The poem is short, the first stanza is:
“I heard a Fly buzz — when I died
The Stillness in the Room
Was like the Stillness in the Air
Between the Heaves of Storm
Here I picture a serene room, with a woman on a bed, white drapes on a window at either twilight or dawn. No one is with her, the room is silent, and then the focus turns towards one of the window drapes upon which a fly sits, and then takes off buzzing. The woman, eyes closed, breaths one loud, last breath, and then everything is still. Yet the sense from the last line is that this stillness is a moment of piece, with chaos and uncertainty both preceding and following it. Next section:
The eyes around — had wrung them dry —
And Breaths were gathering firm
For the last Onset — when the King
Be witnessed — in the room —
This takes me back in time to before the fly enters. The eyes around were family and friends, but somehow cold. They had accepted the coming death, they had dry eyes and firm breaths…but her eyes were now dry as she faces death, no remorse, and a sense of firm acceptance of the inevitable. The King is death, and is the fly, entering the room. Next:
I willed my keepsakes — Signed away
What portion of me be
Assignable — and then it was
There interposed a Fly
With Blue — uncertain stumbling Buzz
Between the light — and me —
And then the Windows failed — and then
I could not see to see
She had let go of not only her hope for life, but all her possessions, assigning them away both literally and figuratively, they mattered to her no more. She was at the moment of total surrender as the fly appeared. The blue is a mix of the light from outside (probably twilight, maybe dawn) and the drape, a literal blue from the literal window, and a figurative blue inside her soul. The fly now stands between the world of the real, and the world of her soul. Its buzz connects the material world with the spiritual, the buzz exists in both. She is in transition. Then the windows failed. The literal window, the windows that are her eyes, and the window of her soul. Death came. And then…mystery. Whatever is next cannot be expressed.
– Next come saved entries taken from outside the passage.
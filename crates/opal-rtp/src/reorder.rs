use std::collections::BTreeMap;
use std::time::{Duration, Instant};

use crate::packet::RtpPacket;

/// Extended (32-bit) sequence number: cycle count in the high bits so the
/// pending map stays correctly ordered across a 16-bit wraparound.
fn extend(seq: u16, cycles: u32) -> u32 {
    (cycles << 16) | seq as u32
}

/// Out-of-order resequencing buffer (spec §4.7.3), active only while no
/// jitter buffer is attached to the session. Holds packets that arrived
/// ahead of the expected sequence number, ascending, until either the
/// gap closes or the patience budget runs out.
pub struct ReorderBuffer {
    pending: BTreeMap<u32, (RtpPacket, Instant)>,
    max_packets: usize,
    wait_time: Duration,
}

impl ReorderBuffer {
    pub fn new(max_packets: usize, wait_time: Duration) -> Self {
        ReorderBuffer {
            pending: BTreeMap::new(),
            max_packets,
            wait_time,
        }
    }

    pub fn len(&self) -> usize {
        self.pending.len()
    }

    pub fn is_empty(&self) -> bool {
        self.pending.is_empty()
    }

    /// Insert an early-arriving packet, keyed by its extended sequence.
    pub fn insert(&mut self, seq: u16, cycles: u32, packet: RtpPacket, now: Instant) {
        self.pending.insert(extend(seq, cycles), (packet, now));
    }

    /// Pull the packet at `expected` (if present, i.e. the gap closed).
    pub fn take_expected(&mut self, expected: u16, cycles: u32) -> Option<RtpPacket> {
        self.pending
            .remove(&extend(expected, cycles))
            .map(|(packet, _)| packet)
    }

    /// True once the buffer has given up waiting for the gap to close:
    /// too many packets held, or the oldest has waited past `wait_time`.
    pub fn should_give_up(&self, now: Instant) -> bool {
        if self.pending.len() > self.max_packets {
            return true;
        }
        self.pending
            .values()
            .next()
            .is_some_and(|(_, arrival)| now.duration_since(*arrival) >= self.wait_time)
    }

    /// Deliver the lowest held packet and report the new expected sequence
    /// (the next one after it), used when [`should_give_up`] fires.
    pub fn take_lowest(&mut self) -> Option<(RtpPacket, u16)> {
        let key = *self.pending.keys().next()?;
        let (packet, _) = self.pending.remove(&key).unwrap();
        let next_expected = (key.wrapping_add(1) & 0xFFFF) as u16;
        Some((packet, next_expected))
    }

    pub fn clear(&mut self) {
        self.pending.clear();
    }
}

#[cfg(test)]
mod tests {
    use super::*;
    use crate::packet::RtpHeader;
    use bytes::Bytes;

    fn packet(seq: u16) -> RtpPacket {
        RtpPacket::new(RtpHeader::new(0, seq, 0, 1), Bytes::new())
    }

    #[test]
    fn reassembles_in_ascending_order() {
        let mut buf = ReorderBuffer::new(20, Duration::from_millis(50));
        let now = Instant::now();
        buf.insert(103, 0, packet(103), now);
        buf.insert(102, 0, packet(102), now);

        assert!(buf.take_expected(102, 0).is_some());
        assert!(buf.take_expected(103, 0).is_some());
        assert!(buf.is_empty());
    }

    #[test]
    fn gives_up_after_capacity_exceeded() {
        let mut buf = ReorderBuffer::new(2, Duration::from_secs(10));
        let now = Instant::now();
        buf.insert(10, 0, packet(10), now);
        buf.insert(11, 0, packet(11), now);
        buf.insert(12, 0, packet(12), now);
        assert!(buf.should_give_up(now));
        let (packet, next) = buf.take_lowest().unwrap();
        assert_eq!(packet.header.sequence_number, 10);
        assert_eq!(next, 11);
    }
}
To me this poem is one of realist melancholy. Death is not posited as a transition to some other place, be it heaven, hell or a spiritual door to another life. It isn’t a revelation of a greater reality. The end doesn’t turn grief to joy, or pain to pleasure. Yet it also isn’t a snuffing out of existence completely, or the absolute end. It is a mystery. There is a sense of fear that it could be an absolute end. The blue is a color of melancholy and coldness, and the windows failing shows no sense of what is to come.
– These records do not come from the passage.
impl Connection {
    pub fn new(capabilities: CapabilitySet, bandwidth_available: u32, port_range: std::ops::RangeInclusive<u16>) -> Self {
        Connection {
            phase: Phase::Uninitialised,
            capabilities,
            bandwidth_available,
            bandwidth_used: 0,
            sessions: HashMap::new(),
            streams: HashMap::new(),
            patches: HashMap::new(),
            dtmf_mode: DtmfMode::OutOfBand,
            next_port: *port_range.start(),
            port_range_end: *port_range.end(),
            paused: false,
        }
    }

    pub fn phase(&self) -> Phase {
        self.phase
    }

    /// Advances the connection phase; once `Releasing` is reached the
    /// phase may only move forward (spec §4.9, `connection.cxx::SetPhase`).
    #[instrument(skip(self))]
    pub fn set_phase(&mut self, new_phase: Phase) -> Result<()> {
        if self.phase >= Phase::Releasing && new_phase < self.phase {
            return Err(Error::InvalidPhaseTransition {
                from: self.phase.name().to_string(),
                to: new_phase.name().to_string(),
            });
        }
        info!(from = self.phase.name(), to = new_phase.name(), "phase transition");
        self.phase = new_phase;
        Ok(())
    }

    pub fn bandwidth_available(&self) -> u32 {
        self.bandwidth_available
    }

    pub fn bandwidth_used(&self) -> u32 {
        self.bandwidth_used
    }

    /// Sets total available bandwidth, re-deriving the unused remainder
    /// (spec §9.1, `connection.cxx::SetBandwidthAvailable`).
    pub fn set_bandwidth_available(&mut self, new_total: u32, force: bool) -> Result<()> {
        if !force && new_total < self.bandwidth_used {
            return Err(Error::InsufficientBandwidth {
                requested: self.bandwidth_used,
                available: new_total,
            });
        }
        self.bandwidth_available = new_total.saturating_sub(self.bandwidth_used);
        Ok(())
    }

    /// Reserves `required` units of bandwidth before a stream opens a
    /// socket, so an over-budget offer is rejected without ever creating
    /// one (spec §9.1 pre-flight check).
    fn reserve_bandwidth(&mut self, required: u32) -> Result<()> {
        if required > self.bandwidth_available {
            return Err(Error::InsufficientBandwidth {
                requested: required,
                available: self.bandwidth_available,
            });
        }
        self.bandwidth_available -= required;
        self.bandwidth_used += required;
        Ok(())
    }

    /// Releases previously reserved bandwidth back to the pool
    /// (`connection.cxx::SetBandwidthUsed`'s release path).
    pub fn release_bandwidth(&mut self, released: u32) {
        self.bandwidth_used = self.bandwidth_used.saturating_sub(released);
        self.bandwidth_available += released;
    }

    /// Finds or creates the RTP session for `session_id`, choosing the
    /// first free port pair from the configured range on first use
    /// (spec §4.7).
    fn session_for(&mut self, session_id: u32) -> Result<Arc<parking_lot::Mutex<RtpSession>>> {
        if let Some(slot) = self.sessions.get_mut(&session_id) {
            slot.reference_count += 1;
            return Ok(slot.session.clone());
        }
        if self.next_port > self.port_range_end {
            return Err(Error::StreamOpenFailed("RTP port range exhausted".to_string()));
        }
        self.next_port = self.next_port.saturating_add(2);
        let session = Arc::new(parking_lot::Mutex::new(RtpSession::new(RtpSessionConfig::default())));
        self.sessions.insert(
            session_id,
            RtpSessionSlot {
                session: session.clone(),
                reference_count: 1,
            },
        );
        Ok(session)
    }

    /// Opens a source media stream for `session_id` in `format`,
    /// reserving bandwidth and negotiating against the capability set
    /// before any socket is created (spec §4.9, §9.1).
    #[instrument(skip(self))]
    pub fn open_source_media_stream(
        &mut self,
        session_id: u32,
        format: Arc<MediaFormat>,
        required_bandwidth: u32,
    ) -> Result<()> {
        self.open_media_stream(session_id, format, true, required_bandwidth)
    }

    pub fn open_sink_media_stream(
        &mut self,
        session_id: u32,
        format: Arc<MediaFormat>,
        required_bandwidth: u32,
    ) -> Result<()> {
        self.open_media_stream(session_id, format, false, required_bandwidth)
    }

    fn open_media_stream(
        &mut self,
        session_id: u32,
        format: Arc<MediaFormat>,
        is_source: bool,
        required_bandwidth: u32,
    ) -> Result<()> {
        if !self.capabilities.ordered().any(|c| c.format.name == format.name) {
            return Err(Error::NoCompatibleFormat);
        }
        self.reserve_bandwidth(required_bandwidth)?;

        let session = self.session_for(session_id).map_err(|e| {
            self.release_bandwidth(required_bandwidth);
            e
        })?;

        let mut stream = MediaStream::new(session_id, format, is_source, StreamKind::Rtp(session));
        stream.open().map_err(|e| {
            self.release_bandwidth(required_bandwidth);
            e
        })?;

        self.streams
            .insert((session_id, is_source), Arc::new(parking_lot::Mutex::new(stream)));
        self.on_open_media_stream(session_id, is_source);
        Ok(())
    }

    /// Callback fired once a stream has been built and opened
    /// (`mediastrm.h`'s `OnPatchStart`/`connection.cxx`'s open-stream
    /// hook). The default behavior only logs; a signalling layer built
    /// on top of this core would override this to trigger its own
    /// bookkeeping (e.g. sending a provisional response).
    fn on_open_media_stream(&self, session_id: u32, is_source: bool) {
        info!(session_id, is_source, "media stream opened");
    }

    /// `StartMediaStreams` (spec §4.9): for every session id with both a
    /// source and at least one sink stream open, builds the [`Patch`]
    /// that connects them (empty transcoder chain when formats already
    /// match, per spec §4.6) and attaches it to the source stream.
    #[instrument(skip(self))]
    pub fn start_media_streams(&mut self) -> Result<()> {
        let session_ids: Vec<u32> = self
            .streams
            .keys()
            .filter(|(_, is_source)| *is_source)
            .map(|(session_id, _)| *session_id)
            .collect();

        for session_id in session_ids {
            let Some(source) = self.streams.get(&(session_id, true)).cloned() else {
                continue;
            };

            let sinks: Vec<Sink> = self
                .streams
                .iter()
                .filter(|((id, is_source), _)| *id == session_id && !*is_source)
                .map(|(_, sink)| {
                    let sink = sink.clone();
                    Sink::new(
                        None,
                        Box::new(move |frame, now| !sink.lock().write_packet(frame, now).is_abort()),
                    )
                })
                .collect();

            if sinks.is_empty() {
                continue;
            }

            let patch = Arc::new(parking_lot::Mutex::new(Patch::new(sinks, Box::new(NoOpDetector))));
            {
                let mut source_guard = source.lock();
                if !source_guard.has_patch() {
                    source_guard.set_patch(patch.clone())?;
                }
            }
            self.patches.insert(session_id, patch);
        }
        Ok(())
    }

    /// Drives one worker-loop iteration (spec §4.6 steps 1-6) for every
    /// wired session: reads one frame from each source stream and pumps
    /// it through that session's patch. A real deployment calls this
    /// from a dedicated task per patch; exposed here as a single
    /// steppable call since this core owns no actual thread pool.
    pub fn pump_media(&mut self, now: Instant) {
        for (session_id, patch) in &self.patches {
            let Some(source) = self.streams.get(&(*session_id, true)) else {
                continue;
            };
            let frame = source.lock().read_packet(now);
            let keep_running = patch.lock().pump_frame(frame, now);
            if !keep_running {
                warn!(session_id, "patch worker exiting: source exhausted or all sinks dead");
            }
        }
    }

    pub fn close_media_streams(&mut self) {
        for (_, stream) in self.streams.drain() {
            stream.lock().close();
        }
        self.patches.clear();
        self.sessions.clear();
    }

    pub fn pause_media_streams(&mut self, paused: bool) {
        for stream in self.streams.values() {
            stream.lock().pause(paused);
        }
        for patch in self.patches.values() {
            patch.lock().set_paused(paused);
        }
        self.paused = paused;
    }

    pub fn set_dtmf_mode(&mut self, mode: DtmfMode) {
        self.dtmf_mode = mode;
    }

    pub fn dtmf_mode(&self) -> DtmfMode {
        self.dtmf_mode
    }

    /// Sends one DTMF tone on `session_id` using whichever mode the
    /// remote negotiated (spec §9.1): out-of-band tones are signalled
    /// upstream only, while RFC 2833 tones are built as a telephone-event
    /// RTP packet and pushed through that session's send path, defaulting
    /// to a 180 ms event duration.
    pub fn send_user_input_tone(&mut self, session_id: u32, tone: char, duration: Duration) -> Result<()> {
        match self.dtmf_mode {
            DtmfMode::OutOfBand => {
                info!(%tone, ?duration, "sending DTMF out of band");
                Ok(())
            }
            DtmfMode::Rfc2833 { payload_type } => {
                let Some(slot) = self.sessions.get(&session_id) else {
                    return Err(Error::StreamOpenFailed(format!(
                        "no RTP session for session id {session_id}"
                    )));
                };
                let duration_samples = (duration.as_secs_f64() * 8000.0) as u16;
                let Some(event_payload) = encode_rfc2833_event(tone, duration_samples) else {
                    return Err(Error::CodecError(format!("'{tone}' is not a valid DTMF tone")));
                };

                let mut session = slot.session.lock();
                let header = RtpHeader::new(payload_type, 0, 0, session.local_ssrc());
                let mut packet = RtpPacket::new(header, Bytes::copy_from_slice(&event_payload));
                packet.header.marker = true;
                let (_, action) = session.write_data(packet, true);
                info!(%tone, ?duration, payload_type, ?action, "sent DTMF as RFC 2833 event");
                Ok(())
            }
        }
    }
}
Yet, despite the fear, the buzz is uncertain and stumbling. Perhaps, just perhaps, there is something more, something yet to come. Perhaps the buzz is a gateway. That “perhaps” seems to be half-hearted, the melancholy chokes off any hope. But yet, it is a mystery.
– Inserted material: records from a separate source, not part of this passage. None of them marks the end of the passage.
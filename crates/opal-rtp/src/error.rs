use thiserror::Error;

pub type Result<T> = std::result::Result<T, Error>;

/// Transport- and protocol-level failures (spec §7). Per-packet hooks use
/// [`opal_infra::PacketAction`] instead of this type, so a single malformed
/// datagram never has to become an `Err` that kills the session.
#[derive(Error, Debug, Clone, PartialEq, Eq)]
pub enum Error {
    #[error("buffer too small: need {required} but have {available}")]
    BufferTooSmall { required: usize, available: usize },

    #[error("invalid RTP packet: {0}")]
    InvalidPacket(String),

    #[error("invalid RTCP packet: {0}")]
    InvalidRtcp(String),

    #[error("session is closed")]
    SessionClosed,

    #[error("invalid state transition: {from} -> {to}")]
    InvalidTransition { from: String, to: String },

    #[error("local port range exhausted")]
    PortRangeExhausted,
}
This poem to me shows me a take on reality that I do not normally feel. I know that the end is a mystery as well. Yet mine is a spiritual optimism. Despite the mystery, I believe that death cannot be the real end, and that it must only be a transition. I do not believe the soul can truly perish, I suspect we live other lives, either here or on other planes, I suspect that the world we experience is only a shadow of a greater reality. Like flies unaware that they are either buzzing around the White House or destroyed death filled Sudanese villages, we are only dimly aware of the greater reality.
If I were writing the poem, the fly and its buzz would represent our ignorance, and death would be an expansion of the mind and soul to comprehend at least in part the limits of this world. But I do not get that sense of spiritual optimism from Dickinson. Her fly seems colder, less certain, and melancholy. Death is not feared, she expresses no anger or even a desire to hold on. Where my optimism is a kind of idealism, a willingness to trust my feeling that there is something more, her melancholy is a realist one, recognition that there is no grounds for optimism other than hope and faith — and one gets the sense that she can arouse neither. Or, perhaps, as soon as she feels a sense of hope, her realism dashes it. The best hope that there is something more is from the fourth line of the poem — if she is between the heaves of storm, then perhaps there storm will continue.
She’s left with a thread of hope, battered and frayed, barely noticable, symbolized only by the buzz of a fly.